The show made “Kiss my grits” a catchphrase and starred Polly Holliday as Flo the waitress and Vic Tayback as the scheming owner and head chef of Mel’s Diner.
The series bounced around the CBS schedule during its first two seasons, but it was a hit that reached “All in the Family” on Sunday nights in October 1977. It remained in the top 10 primetime series for four of the next five seasons. Variety magazine named it one of the best work comedies of all time.
Lavin soon won a Tony Award for Best Actor in Neil Simon’s “Broadway Bound” in 1987.
As recently as this month he was working on promoting a new Netflix series in which he appears, “No Good Deed,” and filming an upcoming Hulu series, “Mid-Century Modern.” periodfirst reported his death.

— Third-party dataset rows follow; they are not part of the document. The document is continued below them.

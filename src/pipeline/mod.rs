//! Ingestion pipeline stages, in data-flow order.
//!
//! raw postings -> `normalize` -> `relevance` -> `recency` ->
//! seen-snapshot check -> `classify` -> `route` -> `dispatch`,
//! orchestrated by `run`.

pub mod classify;
pub mod dispatch;
pub mod normalize;
pub mod recency;
pub mod relevance;
pub mod route;
pub mod run;

pub use classify::Classifier;
pub use dispatch::{DispatchOutcome, dispatch};
pub use normalize::{identity_hash, normalize};
pub use recency::{cutoff, is_recent, resolve_posted_date};
pub use relevance::{RejectReason, RelevanceEngine, Verdict};
pub use route::route;
pub use run::{RunOptions, RunReport, run_pipeline};
//! jobring CLI
//!
//! Local execution entry point. Scrapers write their postings to a
//! JSON file; `jobring run` feeds that file through the pipeline.

use std::path::PathBuf;

use clap::{Parser, Subcommand};
use jobring::{
    error::{AppError, Result},
    models::{Config, Period, RawPosting, Role},
    pipeline::{self, RunOptions},
    services::{NotificationSink, NullSink, WebhookSink},
    storage::LocalStore,
};

/// jobring - Job Posting Ingestion Pipeline
#[derive(Parser, Debug)]
#[command(
    name = "jobring",
    version,
    about = "Deduplicates, classifies and dispatches scraped job postings"
)]
struct Cli {
    /// Path to storage directory containing config and seen caches
    #[arg(short, long, default_value = "storage")]
    storage_dir: PathBuf,

    /// Enable verbose logging
    #[arg(short, long)]
    verbose: bool,

    #[command(subcommand)]
    command: Command,
}

#[derive(Subcommand, Debug)]
enum Command {
    /// Ingest a JSON file of raw postings and dispatch notifications
    Run {
        /// Path to a JSON array of raw postings
        input: PathBuf,

        /// Source label for this batch (seen-cache key)
        #[arg(long, default_value = "manual")]
        source: String,

        /// Role scope: intern, new_grad or both
        #[arg(long, default_value = "both")]
        role: String,

        /// Recency window: day, three_days, week, month, three_months
        #[arg(long, default_value = "day")]
        period: String,

        /// Log notifications instead of sending them
        #[arg(long)]
        dry_run: bool,
    },

    /// Classify a postings file without filtering or sending
    Classify {
        /// Path to a JSON array of raw postings
        input: PathBuf,
    },

    /// Validate configuration files
    Validate,

    /// Show seen-cache info per source
    Info,
}

/// Initialize logging based on verbosity flag.
fn init_logging(verbose: bool) {
    let level = if verbose { "debug" } else { "info" };
    env_logger::Builder::from_env(env_logger::Env::default().default_filter_or(level))
        .format_timestamp_secs()
        .init();
}

fn parse_period(s: &str) -> Result<Period> {
    match s.trim().to_lowercase().as_str() {
        "day" => Ok(Period::Day),
        "three_days" | "3d" => Ok(Period::ThreeDays),
        "week" => Ok(Period::Week),
        "month" => Ok(Period::Month),
        "three_months" | "3mo" => Ok(Period::ThreeMonths),
        other => Err(AppError::validation(format!(
            "Unknown period '{}'. Use day, three_days, week, month or three_months",
            other
        ))),
    }
}

fn load_postings(path: &PathBuf) -> Result<Vec<RawPosting>> {
    let content = std::fs::read_to_string(path)?;
    Ok(serde_json::from_str(&content)?)
}

/// Main entry point for the CLI application.
#[tokio::main]
async fn main() -> Result<()> {
    let cli = Cli::parse();
    init_logging(cli.verbose);

    log::info!("jobring starting...");

    // Load configuration
    let config_path = cli.storage_dir.join("config.toml");
    let config = Config::load_or_default(&config_path);

    log::info!("Loaded configuration from {}", cli.storage_dir.display());

    let store = LocalStore::new(cli.storage_dir.join("seen"));

    match cli.command {
        Command::Run {
            input,
            source,
            role,
            period,
            dry_run,
        } => {
            config.validate()?;

            let postings = load_postings(&input)?;
            log::info!("Loaded {} postings from {}", postings.len(), input.display());

            let role = Role::parse(&role);
            let options = RunOptions {
                source,
                role: Some(role),
                period: parse_period(&period)?,
                default_role: role,
            };

            let sink: Box<dyn NotificationSink> = if dry_run {
                log::info!("Dry run: notifications will be logged, not sent");
                Box::new(NullSink)
            } else {
                Box::new(WebhookSink::new(&config.dispatch)?)
            };

            let report =
                pipeline::run_pipeline(&config, postings, &options, &store, sink.as_ref()).await?;

            log::info!(
                "Run complete: {} new postings dispatched across {} buckets",
                report.new,
                report.buckets
            );
        }

        Command::Classify { input } => {
            let postings = load_postings(&input)?;
            let classifier = pipeline::Classifier::new(&config.classify);
            let now = chrono::Utc::now();

            for posting in &postings {
                let record = pipeline::normalize(posting, now);
                let category = classifier.classify(&record);
                log::info!("{} -> {} ({})", record.title, category, record.id_prefix());
            }
            log::info!("Classified {} postings", postings.len());
        }

        Command::Validate => {
            log::info!("Validating configuration...");

            if let Err(e) = config.validate() {
                log::error!("Config validation failed: {}", e);
                return Err(e);
            }
            log::info!("✓ Config OK (rule lists, patterns, and destinations)");

            log::info!("All validations passed!");
        }

        Command::Info => {
            log::info!("Storage directory: {}", cli.storage_dir.display());

            let seen_dir = cli.storage_dir.join("seen");
            if !seen_dir.exists() {
                log::info!("No seen caches found yet.");
            } else {
                for entry in std::fs::read_dir(&seen_dir)? {
                    let entry = entry?;
                    let path = entry.path();
                    if path.extension().is_some_and(|ext| ext == "json") {
                        let source = path
                            .file_stem()
                            .and_then(|s| s.to_str())
                            .unwrap_or("unknown")
                            .to_string();
                        let records = store.load_records(&source).await.unwrap_or_default();
                        log::info!("{}: {} records", source, records.len());
                    }
                }
            }
        }
    }

    log::info!("Done!");

    Ok(())
}
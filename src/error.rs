// src/error.rs

//! Unified error handling for the ingestion pipeline.

use std::fmt;

use thiserror::Error;

/// Result type alias for pipeline operations.
pub type Result<T> = std::result::Result<T, AppError>;

/// Unified application error type.
#[derive(Error, Debug)]
pub enum AppError {
    /// I/O operation failed
    #[error("I/O error: {0}")]
    Io(#[from] std::io::Error),

    /// HTTP request failed
    #[error("HTTP error: {0}")]
    Http(#[from] reqwest::Error),

    /// JSON serialization/deserialization failed
    #[error("JSON error: {0}")]
    Json(#[from] serde_json::Error),

    /// TOML parsing failed
    #[error("TOML parse error: {0}")]
    Toml(#[from] toml::de::Error),

    /// TOML serialization failed
    #[error("TOML serialize error: {0}")]
    TomlSerialize(#[from] toml::ser::Error),

    /// URL parsing failed
    #[error("URL parse error: {0}")]
    Url(#[from] url::ParseError),

    /// Rule pattern compilation failed
    #[error("Invalid rule pattern '{pattern}': {message}")]
    Pattern { pattern: String, message: String },

    /// Configuration error
    #[error("Configuration error: {0}")]
    Config(String),

    /// Data validation error
    #[error("Validation error: {0}")]
    Validation(String),

    /// Persistence error
    #[error("Store error: {0}")]
    Store(String),

    /// Notification dispatch error
    #[error("Dispatch error for {context}: {message}")]
    Dispatch { context: String, message: String },
}

impl AppError {
    /// Create a rule pattern error.
    pub fn pattern(pattern: impl Into<String>, message: impl fmt::Display) -> Self {
        Self::Pattern {
            pattern: pattern.into(),
            message: message.to_string(),
        }
    }

    /// Create a configuration error.
    pub fn config(message: impl Into<String>) -> Self {
        Self::Config(message.into())
    }

    /// Create a validation error.
    pub fn validation(message: impl Into<String>) -> Self {
        Self::Validation(message.into())
    }

    /// Create a persistence error.
    pub fn store(message: impl Into<String>) -> Self {
        Self::Store(message.into())
    }

    /// Create a dispatch error with context.
    pub fn dispatch(context: impl Into<String>, message: impl fmt::Display) -> Self {
        Self::Dispatch {
            context: context.into(),
            message: message.to_string(),
        }
    }
}
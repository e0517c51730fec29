//! Notification delivery services.

mod sink;
mod webhook;

pub use sink::{Message, NotificationSink, NullSink};
pub use webhook::WebhookSink;
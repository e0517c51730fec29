// src/lib.rs

//! jobring — job posting ingestion pipeline.

pub mod error;
pub mod models;
pub mod pipeline;
pub mod services;
pub mod storage;
pub mod utils;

Lavin grew up in Portland, Maine, and moved to New York after graduating from the University of William and Mary. He sang in discotheques and show bands.
Iconic producer and director Hal Prince gave Lavin his first big break while directing the Broadway musical “It’s a Bird… It’s a Plane… It’s Superman.” Simon’s “Last of the Red Hot Lovers” earned him a Tony nomination in 1969, and 18 years later, he won for another Simon play, “Broadway Bound.”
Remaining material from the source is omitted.